The objective of this study was to explore the effects and underlying mechanism of estrogen-related receptor gamma (ERR gamma) on the proliferation of endometrial carcinoma cells. Ishikawa cells, human endometrial cancer cells, were treated with estrogen. Immunofluorescence was used to observe the expression of ERR gamma. Stable transfection with the plasmid containing ERR gamma shRNA was carried out to knock down the expression of ERR gamma in Ishikawa cells. MTT assays were performed to analyze the proliferation of Ishikawa cells.

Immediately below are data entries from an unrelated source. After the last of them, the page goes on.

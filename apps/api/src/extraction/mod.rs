//! Document intake. Turns uploaded PDF/DOCX bytes into plain text.
//!
//! Extraction is synchronous and CPU-bound. Callers in async context run it
//! on the blocking pool (see `documents::ingest`). Failures are permanent:
//! the same bytes always fail the same way, so nothing here is retried.

use bytes::Bytes;
use serde::{Deserialize, Serialize};
use thiserror::Error;

pub mod docx;
pub mod pdf;

pub const MIME_PDF: &str = "application/pdf";
pub const MIME_DOCX: &str =
    "application/vnd.openxmlformats-officedocument.wordprocessingml.document";
pub const MIME_MSWORD: &str = "application/msword";

#[derive(Debug, Error)]
pub enum ExtractError {
    #[error("Unsupported file type '{0}'. Please upload PDF or DOCX.")]
    UnsupportedFormat(String),

    #[error("Document is empty")]
    EmptyInput,

    #[error("Document is {size} bytes, limit is {limit} bytes")]
    TooLarge { size: usize, limit: usize },

    #[error("Failed to extract text from {format}: {message}")]
    Extraction {
        format: DocumentFormat,
        message: String,
    },
}

/// Closed set of formats the pipeline accepts.
#[derive(Debug, Clone, Copy, PartialEq, Eq, Serialize, Deserialize)]
#[serde(rename_all = "lowercase")]
pub enum DocumentFormat {
    Pdf,
    Docx,
}

impl DocumentFormat {
    pub fn from_mime(mime: &str) -> Result<Self, ExtractError> {
        // Strip parameters such as "; charset=binary"
        let essence = mime.split(';').next().unwrap_or("").trim();
        match essence.to_ascii_lowercase().as_str() {
            MIME_PDF => Ok(DocumentFormat::Pdf),
            MIME_DOCX | MIME_MSWORD => Ok(DocumentFormat::Docx),
            other => Err(ExtractError::UnsupportedFormat(other.to_string())),
        }
    }

    pub fn from_extension(ext: &str) -> Result<Self, ExtractError> {
        match ext.to_ascii_lowercase().as_str() {
            "pdf" => Ok(DocumentFormat::Pdf),
            "docx" | "doc" => Ok(DocumentFormat::Docx),
            other => Err(ExtractError::UnsupportedFormat(format!(".{other}"))),
        }
    }

    /// Resolves the format of an upload. A recognised MIME type wins; generic
    /// types like `application/octet-stream` fall back to the file extension.
    pub fn detect(content_type: Option<&str>, filename: Option<&str>) -> Result<Self, ExtractError> {
        let by_mime = content_type.map(Self::from_mime);
        if let Some(Ok(format)) = by_mime {
            return Ok(format);
        }

        let by_extension = filename
            .and_then(|name| name.rsplit_once('.'))
            .map(|(_, ext)| Self::from_extension(ext));

        let mime_error = by_mime.and_then(Result::err);
        match by_extension {
            Some(Ok(format)) => Ok(format),
            Some(Err(e)) => Err(mime_error.unwrap_or(e)),
            None => Err(mime_error
                .unwrap_or_else(|| ExtractError::UnsupportedFormat("unknown".to_string()))),
        }
    }

    pub fn as_str(&self) -> &'static str {
        match self {
            DocumentFormat::Pdf => "PDF",
            DocumentFormat::Docx => "DOCX",
        }
    }
}

impl std::fmt::Display for DocumentFormat {
    fn fmt(&self, f: &mut std::fmt::Formatter<'_>) -> std::fmt::Result {
        f.write_str(self.as_str())
    }
}

/// Raw uploaded document. Immutable once constructed.
#[derive(Debug, Clone)]
pub struct Document {
    bytes: Bytes,
    format: DocumentFormat,
}

impl Document {
    pub fn new(bytes: Bytes, format: DocumentFormat) -> Self {
        Self { bytes, format }
    }

    pub fn bytes(&self) -> &[u8] {
        &self.bytes
    }

    pub fn format(&self) -> DocumentFormat {
        self.format
    }

    pub fn len(&self) -> usize {
        self.bytes.len()
    }

    pub fn is_empty(&self) -> bool {
        self.bytes.is_empty()
    }
}

/// Rejects documents above the configured upload limit.
pub fn check_size(document: &Document, limit: usize) -> Result<(), ExtractError> {
    if document.len() > limit {
        return Err(ExtractError::TooLarge {
            size: document.len(),
            limit,
        });
    }
    Ok(())
}

/// Extracts plain text from a document according to its declared format.
pub fn extract_text(document: &Document) -> Result<String, ExtractError> {
    if document.is_empty() {
        return Err(ExtractError::EmptyInput);
    }

    match document.format() {
        DocumentFormat::Pdf => pdf::extract(document.bytes()),
        DocumentFormat::Docx => docx::extract(document.bytes()),
    }
}
// src/animation/driver.rs
//
// Repeating tick that walks the chain while a step is in flight.
// The driver doesn't own a timer: the host calls `should_tick`
// once per frame and `tick` when it returns true.

use std::time::Duration;

use crate::models::{Chain, ChainStep};

pub const DEFAULT_TICK_INTERVAL: Duration = Duration::from_millis(50);

#[derive(Debug, Clone, Copy, Default, PartialEq, Eq)]
pub enum DriverState {
    #[default]
    Idle,
    Running,
}

#[derive(Debug, Clone)]
pub struct AnimationDriver {
    state: DriverState,
    frame_timer: f32,
    tick_interval: f32,
    first_tick_pending: bool,
}

impl Default for AnimationDriver {
    fn default() -> Self {
        Self::new(DEFAULT_TICK_INTERVAL)
    }
}

impl AnimationDriver {
    pub fn new(tick_interval: Duration) -> Self {
        Self {
            state: DriverState::Idle,
            frame_timer: 0.0,
            tick_interval: tick_interval.as_secs_f32(),
            first_tick_pending: false,
        }
    }

    pub fn state(&self) -> DriverState {
        self.state
    }

    pub fn is_running(&self) -> bool {
        self.state == DriverState::Running
    }

    /// Returns true when the driver was idle, meaning the host should redraw now.
    pub fn start(&mut self) -> bool {
        if self.is_running() {
            return false;
        }
        self.state = DriverState::Running;
        // first tick lands on the next frame, the cadence starts from there
        self.frame_timer = 0.0;
        self.first_tick_pending = true;
        log::debug!("Animation driver started");
        true
    }

    pub fn stop(&mut self) {
        if self.is_running() {
            self.state = DriverState::Idle;
            self.frame_timer = 0.0;
            self.first_tick_pending = false;
            log::debug!("Animation driver stopped");
        }
    }

    /// Accumulates frame time, true once a tick is due.
    pub fn should_tick(&mut self, dt: f32) -> bool {
        if !self.is_running() {
            return false;
        }
        if self.first_tick_pending {
            // frame time spent idle doesn't count towards the next tick
            self.first_tick_pending = false;
            self.frame_timer = 0.0;
            return true;
        }
        self.frame_timer += dt;
        if self.frame_timer >= self.tick_interval {
            // drop backlog beyond one interval so a stalled frame doesn't burst
            self.frame_timer = (self.frame_timer - self.tick_interval).min(self.tick_interval);
            true
        } else {
            false
        }
    }

    /// Advances the current node once. Stops on the tick its step completes.
    pub fn tick(&mut self, chain: &mut Chain) -> Option<ChainStep> {
        if !self.is_running() {
            return None;
        }
        let step = chain.advance_current();
        match step {
            ChainStep::Completed { index, scale } => {
                log::debug!("Node {} settled at {}", index, scale);
                self.stop();
            }
            // nothing left to animate
            ChainStep::Idle => self.stop(),
            ChainStep::Continuing => {}
        }
        Some(step)
    }
}

#[cfg(test)]
mod tests {
    use super::*;
    use crate::animation::StepTuning;

    #[test]
    fn test_start_and_stop_transitions() {
        let mut driver = AnimationDriver::default();
        assert_eq!(driver.state(), DriverState::Idle);
        assert!(driver.start());
        assert_eq!(driver.state(), DriverState::Running);
        assert!(!driver.start());
        driver.stop();
        assert_eq!(driver.state(), DriverState::Idle);
        driver.stop();
        assert_eq!(driver.state(), DriverState::Idle);
    }

    #[test]
    fn test_tick_is_ignored_while_idle() {
        let mut driver = AnimationDriver::default();
        let mut chain = Chain::new(3, StepTuning::default());
        chain.start_current();
        assert_eq!(driver.tick(&mut chain), None);
        assert_eq!(chain.current().scale(), 0.0);
        assert!(!driver.should_tick(1.0));
    }

    #[test]
    fn test_driver_stops_on_completion() {
        let mut driver = AnimationDriver::default();
        let mut chain = Chain::new(5, StepTuning::default());
        assert!(chain.start_current());
        assert!(driver.start());

        let mut ticks = 0;
        while driver.is_running() {
            ticks += 1;
            assert!(ticks < 1000, "driver never stopped");
            if let Some(ChainStep::Completed { index, scale }) = driver.tick(&mut chain) {
                assert_eq!(index, 0);
                assert_eq!(scale, 1.0);
            }
        }
        assert_eq!(chain.node(0).map(|n| n.state.dir), Some(0.0));
        assert_eq!(chain.cursor().position, 1);
        assert_eq!(driver.tick(&mut chain), None);
    }

    #[test]
    fn test_driver_stops_when_nothing_animates() {
        let mut driver = AnimationDriver::default();
        let mut chain = Chain::new(2, StepTuning::default());
        driver.start();
        assert_eq!(driver.tick(&mut chain), Some(ChainStep::Idle));
        assert!(!driver.is_running());
    }

    #[test]
    fn test_tick_cadence() {
        let mut driver = AnimationDriver::new(Duration::from_millis(50));
        driver.start();
        // due right away after start
        assert!(driver.should_tick(0.0));
        assert!(!driver.should_tick(0.02));
        assert!(!driver.should_tick(0.02));
        assert!(driver.should_tick(0.02));
        // a long stall yields at most one catch-up tick
        assert!(driver.should_tick(1.0));
        assert!(driver.should_tick(0.0));
        assert!(!driver.should_tick(0.0));
    }

    #[test]
    fn test_long_idle_frame_yields_single_first_tick() {
        let mut driver = AnimationDriver::new(Duration::from_millis(50));
        driver.start();
        // the frame after a wait-mode idle carries a large dt
        assert!(driver.should_tick(5.0));
        assert!(!driver.should_tick(0.0));
        assert!(!driver.should_tick(0.049));
        assert!(driver.should_tick(0.002));
    }

    #[test]
    fn test_restart_begins_with_fresh_first_tick() {
        let mut driver = AnimationDriver::new(Duration::from_millis(50));
        driver.start();
        driver.stop();
        assert!(!driver.should_tick(1.0));
        driver.start();
        assert!(driver.should_tick(0.0));
        assert!(!driver.should_tick(0.01));
    }
}
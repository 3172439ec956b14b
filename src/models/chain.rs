// src/models/chain.rs
//
// The row of nodes and the cursor that walks it.
// Only the node under the cursor may animate. When its step
// completes the cursor moves one node in its direction, or turns
// around when it is already at an end of the row.

use serde::Serialize;

use super::node::Node;
use crate::animation::{StepOutcome, StepTuning};

#[derive(Debug, Clone, Copy, Default, PartialEq, Eq, Serialize)]
pub enum Direction {
    #[default]
    Forward,
    Backward,
}

impl Direction {
    pub fn reversed(self) -> Self {
        match self {
            Direction::Forward => Direction::Backward,
            Direction::Backward => Direction::Forward,
        }
    }
}

#[derive(Debug, Clone, Copy, Default, PartialEq, Eq, Serialize)]
pub struct Cursor {
    pub position: usize,
    pub direction: Direction,
}

impl Cursor {
    /// Index of the neighbor in `direction`, if the row has one.
    pub fn neighbor(&self, len: usize) -> Option<usize> {
        match self.direction {
            Direction::Forward => Some(self.position + 1).filter(|&next| next < len),
            Direction::Backward => self.position.checked_sub(1),
        }
    }

    /// Cursor after the current node finished a step.
    pub fn after_step(self, len: usize) -> Self {
        match self.neighbor(len) {
            Some(position) => Self { position, ..self },
            None => Self {
                direction: self.direction.reversed(),
                ..self
            },
        }
    }
}

#[derive(Debug, Clone, Copy, PartialEq)]
pub enum ChainStep {
    Idle,
    Continuing,
    Completed { index: usize, scale: f32 },
}

#[derive(Debug, Clone, Serialize)]
pub struct NodeSnapshot {
    pub index: usize,
    pub scale: f32,
    pub dir: f32,
    pub prev_scale: f32,
}

#[derive(Debug, Clone, Serialize)]
pub struct ChainSnapshot {
    pub cursor: Cursor,
    pub nodes: Vec<NodeSnapshot>,
}

#[derive(Debug, Clone)]
pub struct Chain {
    nodes: Vec<Node>,
    cursor: Cursor,
    tuning: StepTuning,
}

impl Chain {
    /// Builds `count` nodes (at least one) with the cursor on node 0, moving forward.
    pub fn new(count: usize, tuning: StepTuning) -> Self {
        let nodes = (0..count.max(1)).map(Node::new).collect();
        Self {
            nodes,
            cursor: Cursor::default(),
            tuning,
        }
    }

    pub fn len(&self) -> usize {
        self.nodes.len()
    }

    pub fn is_empty(&self) -> bool {
        self.nodes.is_empty()
    }

    pub fn cursor(&self) -> Cursor {
        self.cursor
    }

    pub fn current(&self) -> &Node {
        &self.nodes[self.cursor.position]
    }

    pub fn node(&self, index: usize) -> Option<&Node> {
        self.nodes.get(index)
    }

    pub fn iter(&self) -> impl Iterator<Item = &Node> {
        self.nodes.iter()
    }

    /// Visits every node in index order with its current scale.
    pub fn visit<F: FnMut(usize, f32)>(&self, mut visit: F) {
        for node in &self.nodes {
            visit(node.index, node.scale());
        }
    }

    pub fn is_animating(&self) -> bool {
        self.nodes.iter().any(|node| node.state.is_animating())
    }

    pub fn advance_current(&mut self) -> ChainStep {
        let index = self.cursor.position;
        let tuning = self.tuning;
        match self.nodes[index].state.advance(&tuning) {
            StepOutcome::Idle => ChainStep::Idle,
            StepOutcome::Continuing => ChainStep::Continuing,
            StepOutcome::Completed(scale) => {
                self.cursor = self.cursor.after_step(self.nodes.len());
                ChainStep::Completed { index, scale }
            }
        }
    }

    /// Starts the node under the cursor. False if it was already animating.
    pub fn start_current(&mut self) -> bool {
        let position = self.cursor.position;
        self.nodes[position].state.start()
    }

    pub fn snapshot(&self) -> ChainSnapshot {
        ChainSnapshot {
            cursor: self.cursor,
            nodes: self
                .nodes
                .iter()
                .map(|node| NodeSnapshot {
                    index: node.index,
                    scale: node.state.scale,
                    dir: node.state.dir,
                    prev_scale: node.state.prev_scale,
                })
                .collect(),
        }
    }
}
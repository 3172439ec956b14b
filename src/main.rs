// src/main.rs
use nannou::event::{TouchEvent, TouchPhase};
use nannou::prelude::*;

use ellipseoverline::{config::Config, models::ChainStep, views::Scene};

struct Model {
    scene: Scene,
}

fn main() {
    env_logger::Builder::from_env(env_logger::Env::default().default_filter_or("info")).init();
    nannou::app(model).update(update).run();
}

fn model(app: &App) -> Model {
    // Load config
    let config = Config::load().unwrap_or_else(|err| {
        log::warn!("Using default config: {}", err);
        Config::default()
    });

    // Create the window, chrome hidden when full screen
    let mut builder = app
        .new_window()
        .title(&config.window.title)
        .size(config.window.width, config.window.height)
        .view(view)
        .mouse_pressed(mouse_pressed)
        .touch(touch)
        .key_pressed(key_pressed);
    if config.window.fullscreen {
        builder = builder.decorations(false).fullscreen();
    }
    builder.build().expect("Failed to build window");

    // Only redraw on events until a tap starts the driver
    app.set_loop_mode(LoopMode::Wait);

    log::info!(
        "{} nodes, tick every {} ms",
        config.animation.nodes,
        config.animation.tick_interval_ms
    );

    Model {
        scene: Scene::new(&config),
    }
}

fn tap(app: &App, model: &mut Model) {
    if model.scene.on_tap() {
        app.set_loop_mode(LoopMode::RefreshSync);
    }
}

fn mouse_pressed(app: &App, model: &mut Model, button: MouseButton) {
    if button == MouseButton::Left {
        tap(app, model);
    }
}

fn touch(app: &App, model: &mut Model, touch: TouchEvent) {
    if touch.phase == TouchPhase::Started {
        tap(app, model);
    }
}

fn key_pressed(app: &App, model: &mut Model, key: Key) {
    match key {
        Key::Space => tap(app, model),
        Key::P => match serde_json::to_string(&model.scene.chain().snapshot()) {
            Ok(json) => log::info!("{}", json),
            Err(err) => log::error!("Failed to serialize chain: {}", err),
        },
        Key::Q => app.quit(),
        _ => (),
    }
}

fn update(app: &App, model: &mut Model, update: Update) {
    let dt = update.since_last.as_secs_f32();
    if let Some(ChainStep::Completed { index, scale }) = model.scene.update(dt) {
        log::debug!("Step finished on node {} at {}", index, scale);
    }
    if !model.scene.is_running() {
        app.set_loop_mode(LoopMode::Wait);
    }
}

fn view(app: &App, model: &Model, frame: Frame) {
    let draw = app.draw();
    model.scene.draw(&draw, app.window_rect());
    if let Err(err) = draw.to_frame(app, &frame) {
        log::error!("Failed to render frame: {:?}", err);
    }
}
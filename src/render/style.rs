// src/render/style.rs

use nannou::prelude::*;

/// Stroke only, round caps.
#[derive(Debug, Clone)]
pub struct DrawStyle {
    pub color: Rgb<f32>,
    pub stroke_weight: f32,
}

impl DrawStyle {
    /// Stroke weight scales with the smaller side of the surface.
    pub fn for_surface(color: Rgb<f32>, width: f32, height: f32, stroke_factor: f32) -> Self {
        Self {
            color,
            stroke_weight: width.min(height) / stroke_factor,
        }
    }
}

The activation of extracellular signal-regulated protein kinase (ERK) 1/2 and activated protein kinase B (AKT) signaling pathways was identified using specific phosphorylated antibodies against ERK1/2 and AKT. PD98059, a MEK inhibitor, and LY294002, a PI3K inhibitor, were used in the inhibition experiments. ERR gamma could translocate from the cytoplasm to the nucleus in Ishikawa cells after exposure to estrogen. Knockdown of ERR gamma inhibited estrogen-induced proliferation of Ishikawa cells. More interestingly, knockdown of ERR gamma abolished the activation of ERK1/2 and AKT in the Ishikawa cells treated with estrogen. Inhibition of AKT in Ishikawa cells with LY294002 resulted in a significant reduction in the levels of phospho-ERK1/2, whereas inhibition of ERK1/2 with PD98059 exerted no effects on AKT activation. Our data showed that ERR gamma mediated the effects of estrogen on the proliferation of endometrial cancer cells through the activation AKT and ERK1/2 signaling pathways, which indicated that ERR gamma plays a key role in endometrial cancer. (c) 2014 Wolters Kluwer Health | Lippincott Williams & Wilkins.